**Work instruction**.
This exercise calls for every line of the listing below that contains the word "Deserialize".

***** Material provided

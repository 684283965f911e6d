use crate::db;
use crate::ipc::error::{err, ok};
use crate::ipc::types::{AppState, Request};
use log::info;
use serde_json::json;
use std::path::PathBuf;

fn handle_health(state: &mut AppState, req: &Request) -> serde_json::Value {
    ok(
        &req.id,
        json!({
            "version": env!("CARGO_PKG_VERSION"),
            "workspacePath": state.workspace.as_ref().map(|p| p.to_string_lossy().to_string())
        }),
    )
}

fn handle_workspace_select(state: &mut AppState, req: &Request) -> serde_json::Value {
    let p = req
        .params
        .get("path")
        .and_then(|v| v.as_str())
        .map(PathBuf::from);
    let Some(path) = p else {
        return err(&req.id, "bad_params", "missing params.path", None);
    };

    match db::open_db(&path) {
        Ok(conn) => {
            info!("workspace selected: {}", path.to_string_lossy());
            state.workspace = Some(path.clone());
            state.db = Some(conn);
            state.pending_rollbacks.clear();
            ok(&req.id, json!({ "workspacePath": path.to_string_lossy() }))
        }
        Err(e) => err(&req.id, "db_open_failed", format!("{e:?}"), None),
    }
}

pub fn try_handle(state: &mut AppState, req: &Request) -> Option<serde_json::Value> {
    match req.method.as_str() {
        "health" => Some(handle_health(state, req)),
        "workspace.select" => Some(handle_workspace_select(state, req)),
        _ => None,
    }
}
use std::collections::HashMap;
use std::path::PathBuf;

use rusqlite::Connection;
use serde::Deserialize;

#[derive(Debug, Deserialize, Clone)]
pub struct Request {
    pub id: String,
    pub method: String,
    #[serde(default)]
    pub params: serde_json::Value,
}

/// An issued-but-unconfirmed rollback. Tokens are one-shot and live only
/// as long as the sidecar process; a restart just means previewing again.
pub struct PendingRollback {
    pub token: String,
    pub requested_at: String,
}

pub struct AppState {
    pub workspace: Option<PathBuf>,
    pub db: Option<Connection>,
    /// Keyed by manifest id; a newer request replaces the older token.
    pub pending_rollbacks: HashMap<String, PendingRollback>,
}

impl AppState {
    pub fn new() -> AppState {
        AppState {
            workspace: None,
            db: None,
            pending_rollbacks: HashMap::new(),
        }
    }
}
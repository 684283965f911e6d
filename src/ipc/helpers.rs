use crate::history::Page;
use serde_json::Value;

pub struct HandlerErr {
    pub code: &'static str,
    pub message: String,
    pub details: Option<Value>,
}

impl HandlerErr {
    pub fn bad_params(message: impl Into<String>) -> HandlerErr {
        HandlerErr {
            code: "bad_params",
            message: message.into(),
            details: None,
        }
    }

    pub fn response(self, id: &str) -> Value {
        super::error::err(id, self.code, self.message, self.details)
    }
}

pub fn get_required_str(params: &Value, key: &str) -> Result<String, HandlerErr> {
    params
        .get(key)
        .and_then(|v| v.as_str())
        .map(|s| s.trim().to_string())
        .filter(|s| !s.is_empty())
        .ok_or_else(|| HandlerErr::bad_params(format!("missing {key}")))
}

pub fn get_opt_str(params: &Value, key: &str) -> Option<String> {
    params
        .get(key)
        .and_then(|v| v.as_str())
        .map(|s| s.trim().to_string())
        .filter(|s| !s.is_empty())
}

pub fn get_opt_bool(params: &Value, key: &str) -> Option<bool> {
    params.get(key).and_then(|v| v.as_bool())
}

pub fn get_page(params: &Value) -> Page {
    let defaults = Page::default();
    Page {
        page: params
            .get("page")
            .and_then(|v| v.as_i64())
            .unwrap_or(defaults.page),
        page_size: params
            .get("pageSize")
            .and_then(|v| v.as_i64())
            .unwrap_or(defaults.page_size),
    }
    .clamped()
}
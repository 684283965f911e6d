use crate::commit::{now_rfc3339, STATUS_FAILED};
use crate::history;
use log::info;
use rusqlite::{Connection, OptionalExtension};
use serde_json::Value;
use thiserror::Error;

#[derive(Debug, Error)]
pub enum RollbackError {
    #[error("upload manifest not found")]
    ManifestNotFound,
    #[error("upload has already been rolled back")]
    AlreadyRolledBack,
    #[error("rollback not permitted: {reason}")]
    NotPermitted {
        reason: String,
        conflicts: Vec<String>,
    },
    #[error("rollback confirmation token is invalid or expired")]
    InvalidToken,
    #[error(transparent)]
    Internal(#[from] anyhow::Error),
}

impl RollbackError {
    pub fn code(&self) -> &'static str {
        match self {
            RollbackError::ManifestNotFound => "manifest_not_found",
            RollbackError::AlreadyRolledBack => "already_rolled_back",
            RollbackError::NotPermitted { .. } => "rollback_not_permitted",
            RollbackError::InvalidToken => "invalid_token",
            RollbackError::Internal(_) => "db_query_failed",
        }
    }
}

impl From<rusqlite::Error> for RollbackError {
    fn from(e: rusqlite::Error) -> Self {
        RollbackError::Internal(e.into())
    }
}

#[derive(Debug, Clone)]
pub struct RollbackChange {
    pub student_id: String,
    /// "restore" for records that existed before the upload, "delete"
    /// for records the upload created.
    pub action: &'static str,
}

struct LedgerEntry {
    student_id: String,
    prior_json: Option<String>,
    prior_version: Option<i64>,
    new_version: i64,
}

fn load_ledger(conn: &Connection, manifest_id: &str) -> Result<Vec<LedgerEntry>, RollbackError> {
    let mut stmt = conn.prepare(
        "SELECT student_id, prior_json, prior_version, new_version
         FROM manifest_records WHERE manifest_id = ? ORDER BY rowid",
    )?;
    let entries = stmt
        .query_map([manifest_id], |r| {
            Ok(LedgerEntry {
                student_id: r.get(0)?,
                prior_json: r.get(1)?,
                prior_version: r.get(2)?,
                new_version: r.get(3)?,
            })
        })?
        .collect::<Result<Vec<_>, _>>()?;
    Ok(entries)
}

/// Guard checks shared by the preview and the execution: the manifest
/// must exist, must not be rolled back yet, must have committed
/// something, and every record it touched must still be exactly as this
/// upload left it.
fn validate_rollback(conn: &Connection, manifest_id: &str) -> Result<Vec<LedgerEntry>, RollbackError> {
    let manifest: Option<(String, i64)> = conn
        .query_row(
            "SELECT status, rolled_back FROM upload_manifests WHERE id = ?",
            [manifest_id],
            |r| Ok((r.get(0)?, r.get(1)?)),
        )
        .optional()?;
    let Some((status, rolled_back)) = manifest else {
        return Err(RollbackError::ManifestNotFound);
    };
    if rolled_back != 0 {
        return Err(RollbackError::AlreadyRolledBack);
    }
    if status == STATUS_FAILED {
        return Err(RollbackError::NotPermitted {
            reason: "upload committed no rows, there is nothing to reverse".to_string(),
            conflicts: Vec::new(),
        });
    }

    let ledger = load_ledger(conn, manifest_id)?;
    let mut conflicts = Vec::new();
    for entry in &ledger {
        let current_version: Option<i64> = conn
            .query_row(
                "SELECT version FROM students WHERE id = ?",
                [&entry.student_id],
                |r| r.get(0),
            )
            .optional()?;
        if current_version != Some(entry.new_version) {
            conflicts.push(entry.student_id.clone());
        }
    }
    if !conflicts.is_empty() {
        return Err(RollbackError::NotPermitted {
            reason: "records were modified by a later upload".to_string(),
            conflicts,
        });
    }
    Ok(ledger)
}

/// What a rollback would do, without doing it. Drives the confirmation
/// step shown to the operator.
pub fn preview(conn: &Connection, manifest_id: &str) -> Result<Vec<RollbackChange>, RollbackError> {
    let ledger = validate_rollback(conn, manifest_id)?;
    Ok(ledger
        .iter()
        .map(|entry| RollbackChange {
            student_id: entry.student_id.clone(),
            action: if entry.prior_json.is_some() {
                "restore"
            } else {
                "delete"
            },
        })
        .collect())
}

/// Reverse exactly what the upload committed, atomically: every touched
/// record is restored to its prior state (or deleted if the upload
/// created it) and the manifest is marked rolled back, or nothing
/// changes at all.
pub fn execute(conn: &Connection, manifest_id: &str) -> Result<Vec<RollbackChange>, RollbackError> {
    let tx = conn.unchecked_transaction()?;

    // Re-validate inside the transaction; the preview may be stale.
    let ledger = validate_rollback(&tx, manifest_id)?;
    let mut changes = Vec::new();
    for entry in &ledger {
        match &entry.prior_json {
            None => {
                tx.execute("DELETE FROM students WHERE id = ?", [&entry.student_id])?;
                changes.push(RollbackChange {
                    student_id: entry.student_id.clone(),
                    action: "delete",
                });
            }
            Some(prior_json) => {
                let prior: Value = serde_json::from_str(prior_json)
                    .map_err(|e| RollbackError::Internal(e.into()))?;
                tx.execute(
                    "UPDATE students
                     SET name = ?, email = ?, phone = ?, attendance_percent = ?, test_score = ?,
                         fee_status = ?, version = ?, source_upload_id = ?, updated_at = ?
                     WHERE id = ?",
                    (
                        prior["name"].as_str().unwrap_or_default(),
                        prior["email"].as_str(),
                        prior["phone"].as_str(),
                        prior["attendance_percent"].as_f64(),
                        prior["test_score"].as_f64(),
                        prior["fee_status"].as_str(),
                        entry.prior_version,
                        prior["source_upload_id"].as_str(),
                        prior["updated_at"].as_str(),
                        &entry.student_id,
                    ),
                )?;
                changes.push(RollbackChange {
                    student_id: entry.student_id.clone(),
                    action: "restore",
                });
            }
        }
    }

    history::mark_rolled_back(&tx, manifest_id, &now_rfc3339())?;
    tx.commit()?;

    info!("upload {manifest_id} rolled back: {} records reverted", changes.len());
    Ok(changes)
}
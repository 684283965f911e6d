use crate::validate::{RowResult, RowStatus};
use anyhow::Context;
use chrono::{SecondsFormat, Utc};
use log::{info, warn};
use rusqlite::{Connection, OptionalExtension};
use serde_json::json;
use uuid::Uuid;

pub const STATUS_PROCESSING: &str = "processing";
pub const STATUS_SUCCESS: &str = "success";
pub const STATUS_PARTIAL: &str = "partial";
pub const STATUS_FAILED: &str = "failed";

/// Which validated rows a commit admits. Error rows are never admitted.
#[derive(Debug, Clone, Copy)]
pub struct CommitPolicy {
    pub admit_warnings: bool,
    pub abort_on_first_failure: bool,
}

impl Default for CommitPolicy {
    fn default() -> Self {
        CommitPolicy {
            admit_warnings: true,
            abort_on_first_failure: false,
        }
    }
}

/// Cooperative cancellation seam for embedders with their own task
/// runtime. Checked between rows; cancelling never discards rows already
/// persisted, it finalizes them into a partial manifest instead.
pub trait CancelToken {
    fn is_cancelled(&self) -> bool;
}

pub struct NeverCancel;

impl CancelToken for NeverCancel {
    fn is_cancelled(&self) -> bool {
        false
    }
}

#[derive(Debug, Clone)]
pub struct UploadMeta {
    pub file_name: String,
    pub file_size_bytes: u64,
    pub sha256: String,
    pub uploaded_by: String,
}

#[derive(Debug, Clone)]
pub struct CommitSummary {
    pub manifest_id: String,
    pub status: &'static str,
    pub total_rows: usize,
    pub successful_rows: usize,
    pub failed_rows: usize,
    pub cancelled: bool,
}

pub fn now_rfc3339() -> String {
    Utc::now().to_rfc3339_opts(SecondsFormat::Secs, true)
}

struct PriorState {
    json: Option<String>,
    version: Option<i64>,
}

/// A numeric field's value for persistence: absent fields keep whatever
/// the registry already holds, blank cells clear it, anything else must
/// parse.
fn numeric_payload(value: Option<&str>, prior: Option<f64>) -> Result<Option<f64>, String> {
    match value {
        None => Ok(prior),
        Some(v) if v.is_empty() => Ok(None),
        Some(v) => v
            .parse::<f64>()
            .map(Some)
            .map_err(|_| format!("not a number: {v}")),
    }
}

fn text_payload(value: Option<&str>, prior: Option<String>) -> Option<String> {
    match value {
        None => prior,
        Some(v) if v.is_empty() => None,
        Some(v) => Some(v.to_string()),
    }
}

/// Persist the admitted rows of one upload and record the manifest, all
/// inside a single transaction. The prior-state read and the write share
/// that transaction, so concurrent commits touching the same student
/// serialize and never lose a snapshot.
pub fn commit_upload(
    conn: &Connection,
    meta: &UploadMeta,
    results: &[RowResult],
    policy: &CommitPolicy,
    cancel: &dyn CancelToken,
) -> anyhow::Result<CommitSummary> {
    let tx = conn.unchecked_transaction()?;
    let manifest_id = Uuid::new_v4().to_string();
    let now = now_rfc3339();

    tx.execute(
        "INSERT INTO upload_manifests(
            id, file_name, file_size_bytes, sha256, uploaded_by, uploaded_at,
            total_rows, successful_rows, failed_rows, status)
         VALUES(?, ?, ?, ?, ?, ?, ?, 0, 0, ?)",
        (
            &manifest_id,
            &meta.file_name,
            meta.file_size_bytes as i64,
            &meta.sha256,
            &meta.uploaded_by,
            &now,
            results.len() as i64,
            STATUS_PROCESSING,
        ),
    )?;

    let mut successful = 0usize;
    let mut cancelled = false;
    let mut aborted = false;

    for row in results {
        let mut admitted = false;
        let mut row_error: Option<String> = None;

        if aborted {
            row_error = Some("skipped after earlier failure".to_string());
        } else if cancelled || cancel.is_cancelled() {
            cancelled = true;
            row_error = Some("upload cancelled".to_string());
        } else {
            let admissible = match row.status {
                RowStatus::Valid => true,
                RowStatus::Warning => policy.admit_warnings,
                RowStatus::Error => false,
            };
            if admissible {
                match persist_row(&tx, &manifest_id, row, &now) {
                    Ok(()) => {
                        admitted = true;
                        successful += 1;
                    }
                    Err(e) => {
                        warn!(
                            "upload {}: row {} failed to persist: {e}",
                            manifest_id, row.source_row
                        );
                        row_error = Some(e);
                        if policy.abort_on_first_failure {
                            aborted = true;
                        }
                    }
                }
            }
        }

        tx.execute(
            "INSERT INTO upload_rows(
                manifest_id, source_row, status, admitted, triggered_rules, error, record_json)
             VALUES(?, ?, ?, ?, ?, ?, ?)",
            (
                &manifest_id,
                row.source_row as i64,
                row.status.as_str(),
                if admitted { 1 } else { 0 },
                serde_json::to_string(&row.triggered)?,
                &row_error,
                serde_json::to_string(&row.record)?,
            ),
        )?;
    }

    let failed = results.len() - successful;
    let status = if successful == 0 {
        STATUS_FAILED
    } else if failed > 0 {
        STATUS_PARTIAL
    } else {
        STATUS_SUCCESS
    };
    tx.execute(
        "UPDATE upload_manifests SET successful_rows = ?, failed_rows = ?, status = ? WHERE id = ?",
        (successful as i64, failed as i64, status, &manifest_id),
    )?;
    tx.commit()?;

    info!(
        "upload {} ({}) committed: {status}, {successful}/{} rows{}",
        manifest_id,
        meta.file_name,
        results.len(),
        if cancelled { ", cancelled" } else { "" }
    );

    Ok(CommitSummary {
        manifest_id,
        status,
        total_rows: results.len(),
        successful_rows: successful,
        failed_rows: failed,
        cancelled,
    })
}

/// Upsert one student and append the manifest ledger entry. Errors are
/// per-row: the caller records them without abandoning the upload.
fn persist_row(
    tx: &Connection,
    manifest_id: &str,
    row: &RowResult,
    now: &str,
) -> Result<(), String> {
    let student_id = row
        .record
        .student_id
        .as_deref()
        .map(str::trim)
        .filter(|s| !s.is_empty())
        .ok_or_else(|| "missing student id".to_string())?
        .to_string();

    let prior = read_prior(tx, &student_id).map_err(|e| e.to_string())?;
    let prior_fields: Option<serde_json::Value> = prior
        .json
        .as_deref()
        .map(serde_json::from_str)
        .transpose()
        .map_err(|e| e.to_string())?;
    let pf = |key: &str| -> Option<f64> {
        prior_fields.as_ref().and_then(|v| v.get(key)).and_then(|v| v.as_f64())
    };
    let ps = |key: &str| -> Option<String> {
        prior_fields
            .as_ref()
            .and_then(|v| v.get(key))
            .and_then(|v| v.as_str())
            .map(str::to_string)
    };

    let name = text_payload(row.record.name.as_deref(), ps("name"))
        .ok_or_else(|| "missing student name".to_string())?;
    let email = text_payload(row.record.email.as_deref(), ps("email"));
    let phone = text_payload(row.record.phone.as_deref(), ps("phone"));
    let fee_status = text_payload(row.record.fee_status.as_deref(), ps("fee_status"));
    let attendance = numeric_payload(row.record.attendance_percent.as_deref(), pf("attendance_percent"))
        .map_err(|e| format!("attendance_percent: {e}"))?;
    let test_score = numeric_payload(row.record.test_score.as_deref(), pf("test_score"))
        .map_err(|e| format!("test_score: {e}"))?;

    let new_version = prior.version.unwrap_or(0) + 1;
    let write = if prior.version.is_some() {
        tx.execute(
            "UPDATE students
             SET name = ?, email = ?, phone = ?, attendance_percent = ?, test_score = ?,
                 fee_status = ?, version = ?, source_upload_id = ?, updated_at = ?
             WHERE id = ?",
            (
                &name,
                &email,
                &phone,
                attendance,
                test_score,
                &fee_status,
                new_version,
                manifest_id,
                now,
                &student_id,
            ),
        )
    } else {
        tx.execute(
            "INSERT INTO students(
                id, name, email, phone, attendance_percent, test_score, fee_status,
                version, source_upload_id, updated_at)
             VALUES(?, ?, ?, ?, ?, ?, ?, ?, ?, ?)",
            (
                &student_id,
                &name,
                &email,
                &phone,
                attendance,
                test_score,
                &fee_status,
                new_version,
                manifest_id,
                now,
            ),
        )
    };
    write.map_err(|e| e.to_string())?;

    // One ledger entry per record per upload. A later duplicate row in
    // the same file keeps the first prior (the true pre-upload state)
    // and advances the final version.
    let already_touched: Option<i64> = tx
        .query_row(
            "SELECT new_version FROM manifest_records WHERE manifest_id = ? AND student_id = ?",
            (&manifest_id, &student_id),
            |r| r.get(0),
        )
        .optional()
        .map_err(|e| e.to_string())?;
    if already_touched.is_some() {
        tx.execute(
            "UPDATE manifest_records SET new_version = ? WHERE manifest_id = ? AND student_id = ?",
            (new_version, &manifest_id, &student_id),
        )
        .map_err(|e| e.to_string())?;
    } else {
        tx.execute(
            "INSERT INTO manifest_records(manifest_id, student_id, prior_json, prior_version, new_version)
             VALUES(?, ?, ?, ?, ?)",
            (&manifest_id, &student_id, &prior.json, prior.version, new_version),
        )
        .map_err(|e| e.to_string())?;
    }
    Ok(())
}

fn read_prior(tx: &Connection, student_id: &str) -> anyhow::Result<PriorState> {
    let found = tx
        .query_row(
            "SELECT name, email, phone, attendance_percent, test_score, fee_status,
                    version, source_upload_id, updated_at
             FROM students WHERE id = ?",
            [student_id],
            |r| {
                Ok(json!({
                    "name": r.get::<_, String>(0)?,
                    "email": r.get::<_, Option<String>>(1)?,
                    "phone": r.get::<_, Option<String>>(2)?,
                    "attendance_percent": r.get::<_, Option<f64>>(3)?,
                    "test_score": r.get::<_, Option<f64>>(4)?,
                    "fee_status": r.get::<_, Option<String>>(5)?,
                    "version": r.get::<_, i64>(6)?,
                    "source_upload_id": r.get::<_, Option<String>>(7)?,
                    "updated_at": r.get::<_, Option<String>>(8)?,
                }))
            },
        )
        .optional()
        .context("reading prior student state")?;
    match found {
        None => Ok(PriorState {
            json: None,
            version: None,
        }),
        Some(v) => {
            let version = v["version"].as_i64();
            Ok(PriorState {
                json: Some(serde_json::to_string(&v)?),
                version,
            })
        }
    }
}
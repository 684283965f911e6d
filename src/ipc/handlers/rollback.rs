use crate::commit::now_rfc3339;
use crate::ipc::error::{err, ok};
use crate::ipc::helpers::get_required_str;
use crate::ipc::types::{AppState, PendingRollback, Request};
use crate::rollback::{self, RollbackChange, RollbackError};
use serde_json::{json, Value};
use uuid::Uuid;

fn rollback_error_response(id: &str, e: RollbackError) -> Value {
    let details = match &e {
        RollbackError::NotPermitted { conflicts, .. } if !conflicts.is_empty() => {
            Some(json!({ "conflictingStudentIds": conflicts }))
        }
        _ => None,
    };
    err(id, e.code(), e.to_string(), details)
}

fn changes_json(changes: &[RollbackChange]) -> Vec<Value> {
    changes
        .iter()
        .map(|c| json!({ "studentId": c.student_id, "action": c.action }))
        .collect()
}

/// Phase one of the destructive flow: validate, describe what would
/// change, and hand out a one-shot confirmation token.
fn handle_request_rollback(state: &mut AppState, req: &Request) -> Value {
    let Some(conn) = state.db.as_ref() else {
        return err(&req.id, "no_workspace", "select a workspace first", None);
    };
    let upload_id = match get_required_str(&req.params, "uploadId") {
        Ok(v) => v,
        Err(e) => return e.response(&req.id),
    };

    let changes = match rollback::preview(conn, &upload_id) {
        Ok(v) => v,
        Err(e) => return rollback_error_response(&req.id, e),
    };

    let token = Uuid::new_v4().to_string();
    state.pending_rollbacks.insert(
        upload_id.clone(),
        PendingRollback {
            token: token.clone(),
            requested_at: now_rfc3339(),
        },
    );

    ok(
        &req.id,
        json!({
            "uploadId": upload_id,
            "token": token,
            "totalChanges": changes.len(),
            "changes": changes_json(&changes),
        }),
    )
}

/// Phase two: the token must match the outstanding request for this
/// manifest. Guards are re-checked inside the transaction, so a stale
/// preview can still be refused here.
fn handle_confirm_rollback(state: &mut AppState, req: &Request) -> Value {
    let upload_id = match get_required_str(&req.params, "uploadId") {
        Ok(v) => v,
        Err(e) => return e.response(&req.id),
    };
    let token = match get_required_str(&req.params, "token") {
        Ok(v) => v,
        Err(e) => return e.response(&req.id),
    };

    let token_matches = state
        .pending_rollbacks
        .get(&upload_id)
        .map(|p| p.token == token)
        .unwrap_or(false);
    if !token_matches {
        return rollback_error_response(&req.id, RollbackError::InvalidToken);
    }
    let Some(conn) = state.db.as_ref() else {
        return err(&req.id, "no_workspace", "select a workspace first", None);
    };

    let changes = match rollback::execute(conn, &upload_id) {
        Ok(v) => v,
        Err(e) => return rollback_error_response(&req.id, e),
    };
    state.pending_rollbacks.remove(&upload_id);

    let restored = changes.iter().filter(|c| c.action == "restore").count();
    let deleted = changes.iter().filter(|c| c.action == "delete").count();
    ok(
        &req.id,
        json!({
            "uploadId": upload_id,
            "restored": restored,
            "deleted": deleted,
            "changes": changes_json(&changes),
        }),
    )
}

pub fn try_handle(state: &mut AppState, req: &Request) -> Option<Value> {
    match req.method.as_str() {
        "uploads.requestRollback" => Some(handle_request_rollback(state, req)),
        "uploads.confirmRollback" => Some(handle_confirm_rollback(state, req)),
        _ => None,
    }
}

**********

**Task response**.
use serde::Deserialize;
#[derive(Debug, Deserialize, Clone)]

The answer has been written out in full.